Scientists at the Technische Universität Dresden/Germany are significantly involved in a European research project entitled “BioSim“ which aims at utilising biosimulation as a new tool in drug development. The use of supercomputing simulations will provide more objective data which helps to develop drug compounds more effectively and to reduce investment in drug development drastically. Above all the number of animal tests as well as clinical studies with volunteers will decrease substantially. “We intend to translate the existing knowledge of drug metabolism and the operating modes of several organs into mathematical models. These serve to perform complex computer simulations of the involved biochemical processes”, says assistant professor Dr Martin Bertau, biochemist at the Department of Chemistry and Food Chemistry at the Technische Universität Dresden. The highly ambitious scientific “Network of excellence“ – also called “BioSim” – has been funded with 10.7 million euros by the European Union for a five year period since December 2004 and brings together internationally leading European research groups in the fields of life sciences, medicine and mathematics. The activities are coordinated by Professor Erik Mosekilde, Institute of Physics at the Danish University of Technology in Kgs. Lyngby. On the part of the pharmaceutical industry Apogepha Arzneimittel GmbH is involved in Dresden.

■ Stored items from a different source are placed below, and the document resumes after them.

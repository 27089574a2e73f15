//! Sequential download of every student's notebook, with retry passes.

use crate::github::FetchError;
use crate::models::{Student, Submission};
use indicatif::{ProgressBar, ProgressStyle};
use std::collections::HashMap;
use std::time::Duration;
use tracing::{info, warn};

/// Something that can produce the submission of one student.
pub trait SubmissionSource {
    async fn fetch(&mut self, student: &Student) -> Result<Submission, FetchError>;
}

/// Options for the fetch loop.
#[derive(Debug, Clone)]
pub struct FetchOptions {
    /// Total number of passes over the students still missing.
    pub attempts: usize,
    /// Pause between two passes.
    pub retry_pause: Duration,
    /// Whether to draw a progress bar.
    pub show_progress: bool,
}

/// Result of the fetch loop.
#[derive(Debug, Default)]
pub struct FetchOutcome {
    /// Submissions in roster order.
    pub submissions: Vec<Submission>,
    /// Students still without a submission after all passes.
    pub missing: Vec<Student>,
}

/// Fetch the submission of every student.
///
/// A failing student is logged and left for the next pass. Authentication
/// failures abort immediately.
pub async fn fetch_submissions<S: SubmissionSource>(
    source: &mut S,
    students: &[Student],
    options: &FetchOptions,
) -> Result<FetchOutcome, FetchError> {
    let mut fetched: HashMap<String, Submission> = HashMap::new();
    let mut missing: Vec<Student> = students.to_vec();
    let attempts = options.attempts.max(1);

    for attempt in 1..=attempts {
        if missing.is_empty() {
            break;
        }
        if attempt > 1 {
            info!("Attempt {} for {} missing students", attempt, missing.len());
            tokio::time::sleep(options.retry_pause).await;
        }

        let progress = make_progress_bar(options.show_progress, missing.len());
        let mut still_missing = Vec::new();

        for student in missing {
            if let Some(ref pb) = progress {
                pb.set_message(student.id.clone());
            }

            match source.fetch(&student).await {
                Ok(submission) => {
                    info!("Fetched {} for {}", submission.file_name, student.id);
                    fetched.insert(student.id.clone(), submission);
                }
                Err(e) if e.is_fatal() => {
                    if let Some(ref pb) = progress {
                        pb.abandon();
                    }
                    return Err(e);
                }
                Err(e) => {
                    warn!("{}: {}", student.id, e);
                    still_missing.push(student);
                }
            }

            if let Some(ref pb) = progress {
                pb.inc(1);
            }
        }

        if let Some(pb) = progress {
            pb.finish_and_clear();
        }
        missing = still_missing;
    }

    // Keep roster order
    let submissions = students
        .iter()
        .filter_map(|s| fetched.remove(&s.id))
        .collect();

    Ok(FetchOutcome {
        submissions,
        missing,
    })
}

fn make_progress_bar(show: bool, len: usize) -> Option<ProgressBar> {
    if !show {
        return None;
    }

    let pb = ProgressBar::new(len as u64);
    let style = ProgressStyle::default_bar()
        .template("{spinner:.green} [{elapsed_precise}] [{bar:40.cyan/blue}] {pos}/{len} {msg}")
        .unwrap_or_else(|_| ProgressStyle::default_bar())
        .progress_chars("#>-");
    pb.set_style(style);
    Some(pb)
}

#[cfg(test)]
mod tests {
    use super::*;
    use chrono::Utc;

    /// Fails each listed student a fixed number of times before succeeding.
    struct FlakySource {
        failures_left: HashMap<String, usize>,
        fatal_for: Option<String>,
        calls: Vec<String>,
    }

    impl FlakySource {
        fn new(failures: &[(&str, usize)]) -> Self {
            Self {
                failures_left: failures
                    .iter()
                    .map(|(id, n)| (id.to_string(), *n))
                    .collect(),
                fatal_for: None,
                calls: Vec::new(),
            }
        }
    }

    impl SubmissionSource for FlakySource {
        async fn fetch(&mut self, student: &Student) -> Result<Submission, FetchError> {
            self.calls.push(student.id.clone());

            if self.fatal_for.as_deref() == Some(student.id.as_str()) {
                return Err(FetchError::Unauthorized {
                    user: "grader".to_string(),
                });
            }

            if let Some(left) = self.failures_left.get_mut(&student.id) {
                if *left > 0 {
                    *left -= 1;
                    return Err(FetchError::RepoNotFound {
                        repo: format!("org/{}", student.id),
                    });
                }
            }

            Ok(Submission {
                student: student.id.clone(),
                file_name: "lab1.ipynb".to_string(),
                fetched_at: Utc::now(),
                content: "{}".to_string(),
            })
        }
    }

    fn students(ids: &[&str]) -> Vec<Student> {
        ids.iter().map(|id| Student::new(*id)).collect()
    }

    fn options(attempts: usize) -> FetchOptions {
        FetchOptions {
            attempts,
            retry_pause: Duration::ZERO,
            show_progress: false,
        }
    }

    #[tokio::test]
    async fn test_all_fetched_in_roster_order() {
        let mut source = FlakySource::new(&[]);
        let roster = students(&["c", "a", "b"]);

        let outcome = fetch_submissions(&mut source, &roster, &options(3)).await.unwrap();

        let ids: Vec<&str> = outcome.submissions.iter().map(|s| s.student.as_str()).collect();
        assert_eq!(ids, vec!["c", "a", "b"]);
        assert!(outcome.missing.is_empty());
        assert_eq!(source.calls.len(), 3);
    }

    #[tokio::test]
    async fn test_retries_only_missing_students() {
        let mut source = FlakySource::new(&[("b", 1)]);
        let roster = students(&["a", "b", "c"]);

        let outcome = fetch_submissions(&mut source, &roster, &options(3)).await.unwrap();

        assert_eq!(outcome.submissions.len(), 3);
        assert_eq!(outcome.submissions[1].student, "b");
        assert_eq!(source.calls, vec!["a", "b", "c", "b"]);
    }

    #[tokio::test]
    async fn test_reports_students_missing_after_all_attempts() {
        let mut source = FlakySource::new(&[("b", 10)]);
        let roster = students(&["a", "b"]);

        let outcome = fetch_submissions(&mut source, &roster, &options(2)).await.unwrap();

        assert_eq!(outcome.submissions.len(), 1);
        assert_eq!(outcome.missing, students(&["b"]));
        assert_eq!(source.calls, vec!["a", "b", "b"]);
    }

    #[test]
    fn test_auth_failure_aborts() {
        let mut source = FlakySource::new(&[]);
        source.fatal_for = Some("b".to_string());
        let roster = students(&["a", "b", "c"]);

        let result = tokio_test::block_on(fetch_submissions(&mut source, &roster, &options(5)));

        assert!(matches!(result, Err(FetchError::Unauthorized { .. })));
        assert_eq!(source.calls, vec!["a", "b"]);
    }
}
//! Configuration file handling.
//!
//! This module handles loading and merging configuration from
//! `.transmark.toml` files.

use anyhow::{Context, Result};
use serde::{Deserialize, Serialize};
use std::path::{Path, PathBuf};

/// Default config file name, looked up in the working directory.
pub const DEFAULT_CONFIG_FILE: &str = ".transmark.toml";

/// Root configuration structure.
#[derive(Debug, Clone, Default, Serialize, Deserialize)]
pub struct Config {
    /// Source-control host settings.
    #[serde(default)]
    pub github: GitHubConfig,

    /// Roster file settings.
    #[serde(default)]
    pub roster: RosterConfig,

    /// Download settings.
    #[serde(default)]
    pub fetch: FetchConfig,

    /// Report settings.
    #[serde(default)]
    pub report: ReportConfig,
}

/// Host and repository naming settings.
#[derive(Debug, Clone, Serialize, Deserialize)]
pub struct GitHubConfig {
    /// REST API base URL.
    #[serde(default = "default_api_url")]
    pub api_url: String,

    /// Organization owning the student repositories.
    #[serde(default = "default_org")]
    pub org: String,

    /// Repository name template with `{course}`, `{lab}` and `{student}`.
    #[serde(default = "default_repo_template")]
    pub repo_template: String,

    /// Username used to authenticate.
    #[serde(default)]
    pub user: Option<String>,

    /// Environment variable holding the token.
    #[serde(default = "default_token_env")]
    pub token_env: String,
}

impl Default for GitHubConfig {
    fn default() -> Self {
        Self {
            api_url: default_api_url(),
            org: default_org(),
            repo_template: default_repo_template(),
            user: None,
            token_env: default_token_env(),
        }
    }
}

fn default_api_url() -> String {
    "https://api.github.com".to_string()
}

fn default_org() -> String {
    "MDS-2019-20".to_string()
}

fn default_repo_template() -> String {
    "DSCI_{course}_lab{lab}_{student}".to_string()
}

fn default_token_env() -> String {
    "GITHUB_TOKEN".to_string()
}

/// Roster CSV settings.
#[derive(Debug, Clone, Serialize, Deserialize)]
pub struct RosterConfig {
    /// Path to the roster CSV.
    #[serde(default = "default_roster_path")]
    pub path: PathBuf,

    /// Column holding the student's GitHub ID.
    #[serde(default = "default_id_column")]
    pub id_column: String,

    /// Regex selecting the section column among the headers.
    #[serde(default = "default_section_pattern")]
    pub section_pattern: String,
}

impl Default for RosterConfig {
    fn default() -> Self {
        Self {
            path: default_roster_path(),
            id_column: default_id_column(),
            section_pattern: default_section_pattern(),
        }
    }
}

fn default_roster_path() -> PathBuf {
    PathBuf::from("classy.csv")
}

fn default_id_column() -> String {
    "id0".to_string()
}

fn default_section_pattern() -> String {
    "[Ss]ection".to_string()
}

/// Download settings.
#[derive(Debug, Clone, Serialize, Deserialize)]
pub struct FetchConfig {
    /// Minimum seconds between two requests.
    #[serde(default = "default_throttle")]
    pub throttle_seconds: f64,

    /// Total attempts per missing student.
    #[serde(default = "default_retries")]
    pub retries: usize,

    /// Keep compressed copies of the fetched notebooks.
    #[serde(default = "default_true")]
    pub save_raw: bool,

    /// Request timeout in seconds.
    #[serde(default = "default_timeout")]
    pub timeout_seconds: u64,
}

impl Default for FetchConfig {
    fn default() -> Self {
        Self {
            throttle_seconds: default_throttle(),
            retries: default_retries(),
            save_raw: true,
            timeout_seconds: default_timeout(),
        }
    }
}

fn default_throttle() -> f64 {
    0.25
}

fn default_retries() -> usize {
    5
}

fn default_true() -> bool {
    true
}

fn default_timeout() -> u64 {
    30
}

/// Report generation settings.
#[derive(Debug, Clone, Serialize, Deserialize)]
pub struct ReportConfig {
    /// Student answers per page.
    #[serde(default = "default_per_page")]
    pub students_per_page: usize,

    /// Root of the output tree.
    #[serde(default = "default_output_dir")]
    pub output_dir: PathBuf,

    /// Heading regex for an exercise; `{n}` is the exercise number.
    #[serde(default = "default_exercise_heading")]
    pub exercise_heading: String,
}

impl Default for ReportConfig {
    fn default() -> Self {
        Self {
            students_per_page: default_per_page(),
            output_dir: default_output_dir(),
            exercise_heading: default_exercise_heading(),
        }
    }
}

fn default_per_page() -> usize {
    15
}

fn default_output_dir() -> PathBuf {
    PathBuf::from(".")
}

fn default_exercise_heading() -> String {
    r"#+.*Exercise {n}\b".to_string()
}

impl Config {
    /// Load configuration from a file path.
    pub fn load(path: &Path) -> Result<Self> {
        let content = std::fs::read_to_string(path)
            .with_context(|| format!("Failed to read config file: {}", path.display()))?;

        let config: Config = toml::from_str(&content)
            .with_context(|| format!("Failed to parse config file: {}", path.display()))?;

        Ok(config)
    }

    /// Try to load configuration from the default location.
    ///
    /// Returns `Ok(None)` if the file doesn't exist, `Err` if it exists but can't be parsed.
    pub fn load_default() -> Result<Option<Self>> {
        let default_path = Path::new(DEFAULT_CONFIG_FILE);

        if default_path.exists() {
            Ok(Some(Self::load(default_path)?))
        } else {
            Ok(None)
        }
    }

    /// Merge this configuration with CLI arguments.
    ///
    /// CLI arguments take precedence over config file settings.
    /// Only values given explicitly on the command line override the file.
    pub fn merge_with_args(&mut self, args: &crate::cli::Args) {
        if let Some(ref user) = args.user {
            self.github.user = Some(user.clone());
        }
        if let Some(ref api_url) = args.api_url {
            self.github.api_url = api_url.clone();
        }
        if let Some(ref org) = args.org {
            self.github.org = org.clone();
        }

        if let Some(ref roster) = args.roster {
            self.roster.path = roster.clone();
        }

        if let Some(throttle) = args.throttle {
            self.fetch.throttle_seconds = throttle;
        }
        if let Some(retries) = args.retries {
            self.fetch.retries = retries;
        }
        if let Some(save_raw) = args.save_raw_override() {
            self.fetch.save_raw = save_raw;
        }

        if let Some(per_page) = args.per_page {
            self.report.students_per_page = per_page;
        }
        if let Some(ref output_dir) = args.output_dir {
            self.report.output_dir = output_dir.clone();
        }
    }

    /// Resolve the access token: token file first, then the configured env var.
    pub fn resolve_token(&self, token_file: Option<&Path>) -> Result<Option<String>> {
        if let Some(path) = token_file {
            let content = std::fs::read_to_string(path)
                .with_context(|| format!("Failed to read token file: {}", path.display()))?;
            let token = content.lines().next().unwrap_or("").trim().to_string();
            if token.is_empty() {
                anyhow::bail!("Token file is empty: {}", path.display());
            }
            return Ok(Some(token));
        }

        Ok(std::env::var(&self.github.token_env)
            .ok()
            .map(|t| t.trim().to_string())
            .filter(|t| !t.is_empty()))
    }

    /// Generate a default configuration file content.
    pub fn default_toml() -> String {
        let config = Config::default();
        toml::to_string_pretty(&config).unwrap_or_else(|_| String::new())
    }
}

The network is completed by European regulatory agencies as well as the European Federation of Pharmaceutical Sciences. In addition to a model of drug metabolism the European activities comprise approaches to the biosimulation of diabetes, cardiac arrhythmia, neurologic/psychiatric disorders and tumor diseases. At the TU Dresden, a working group of nine scientists headed by assistant professor Dr Martin Bertau of the Institute of Biochemistry as well as researchers from the Institute of High-Performance Computing participate in “BioSim“. Recently, their novel approach in predicting drug metabolism has been successfully demonstrated, using the model drug compound chloramphenicol.